The effect of COVID-19 on the long-term care industry is “historic and tragic,” in large part due to the “unthinkable amount of death — both residents and staff members,” he said.

Mark Parkinson headshot
AHCA / NCAL President and CEO Mark Parkinson

“How did this happen, and what can we do to keep it from happening in the future?” Parkinson asked. “It’s very important to understand moving forward what did happen here so we can understand the right policy and process solutions to keep this from happening in the future.”

The pandemic, he said, will produce a deep analysis of long-term care, as it should. Critics, however, will simplify the situation to one of “good” buildings versus “bad” buildings, Parkinson added. 

Independent studies from Harvard University, Brown University and the University of Chicago have found no correlation between a five-star nursing home rating, prior infection control performance or staffing levels and the incidence of COVID-19 in buildings, he pointed out.

“The only strong correlation between whether a building got COVID or not was whether or not it was in a community that had a bunch of COVID,” Parkinson said.

“Perfect infection control” didn’t stop the virus from entering a building, because in the early months of the pandemic, no one knew that asymptomatic carriers would be a major source of that transmission, he said.

“It’s not a reflection of the fact that we’re terrible at what we do. We don’t need more fines, we don’t need more penalties, we don’t need more criticism,” Parkinson said. “What we need instead is a real analysis of what can and should be done to prevent this in the future.”

For more than a decade, Parkinson, said the industry has complained that it should not have been left out of the American Recovery and Reinvestment Act of 2009, a government stimulus act that provided funding for information technology.
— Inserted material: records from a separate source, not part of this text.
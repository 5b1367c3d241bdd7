//! The QWeek question set.

use super::model::{Round1Item, Round2Item};

/// Round 1: match each complaint reason with its number of complaints.
pub const ROUND1_ITEMS: &[Round1Item] = &[
    Round1Item { id: "r1-1", prompt: "Mezcla de tabaco en trials", quantity: 3 },
    Round1Item { id: "r1-2", prompt: "NTRM piedras en caja de lámina", quantity: 2 },
    Round1Item { id: "r1-3", prompt: "Papel dañado en caja de lámina", quantity: 1 },
    Round1Item { id: "r1-4", prompt: "NTRM sintético en caja de lámina", quantity: 1 },
    Round1Item { id: "r1-5", prompt: "NTRM ave en caja de lámina.", quantity: 1 },
];

/// Round 2: match each complaint reason with its action plan.
pub const ROUND2_ITEMS: &[Round2Item] = &[
    Round2Item {
        id: "r2-1",
        prompt: "Mezcla de tabaco en trials",
        action_plan: "Revisión y adecuación del procedimiento local y LUPs para cambio de marcas.\n\
                      Capacitación al personal respecto a la documentación revisada.\n\
                      Negociación con clientes para alineación de trials Crop 2026.",
    },
    Round2Item {
        id: "r2-2",
        prompt: "NTRM piedras en caja de lámina",
        action_plan: "Seguimiento a CTJ sobre plan de acción para control de piedras en proceso.",
    },
    Round2Item {
        id: "r2-3",
        prompt: "Papel dañado en caja de lámina",
        action_plan: "Revisión del procedimiento local de gestión y trazabilidad de material de empaque.\n\
                      Revisión de circuitos de gestión de cajas entre producción-logística.",
    },
    Round2Item {
        id: "r2-4",
        prompt: "NTRM sintético en caja de lámina",
        action_plan: "Se realizó trazabilidad del reclamo y no se logró confirmar que el NTRM tuviera origen en Lerma",
    },
    Round2Item {
        id: "r2-5",
        prompt: "NTRM ave en caja de lámina.",
        action_plan: "Identificación y definición de alternativas para control de plagas.",
    },
];

/// Read-only view over the items of both rounds.
///
/// `QuestionBank::default()` is the QWeek set; `new` accepts any static set,
/// which keeps game tests independent of the real questions.
#[derive(Debug, Clone, Copy)]
pub struct QuestionBank {
    round1: &'static [Round1Item],
    round2: &'static [Round2Item],
}

impl QuestionBank {
    pub const fn new(round1: &'static [Round1Item], round2: &'static [Round2Item]) -> Self {
        Self { round1, round2 }
    }

    pub fn round1(&self) -> &'static [Round1Item] {
        self.round1
    }

    pub fn round2(&self) -> &'static [Round2Item] {
        self.round2
    }

    /// Number of questions across both rounds.
    pub fn total_questions(&self) -> usize {
        self.round1.len() + self.round2.len()
    }
}

impl Default for QuestionBank {
    fn default() -> Self {
        Self::new(ROUND1_ITEMS, ROUND2_ITEMS)
    }
}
He called it an “enormous policy mistake” that prevented IT from growing in long-term care.

But, he said, the “time for complaining is over.”

“That was more than 10 years ago, and yes, it was a horrendous policy mistake, but it happened, and it’s time for us to move on,” Parkinson said, adding that the industry should work with pioneers to create “real systems that bring us into the 21st century. “For us to most effectively take care of the folks in our buildings and most effectively collaborate with the rest of the healthcare system, we’ve got to continue and accelerate investments in IT.” 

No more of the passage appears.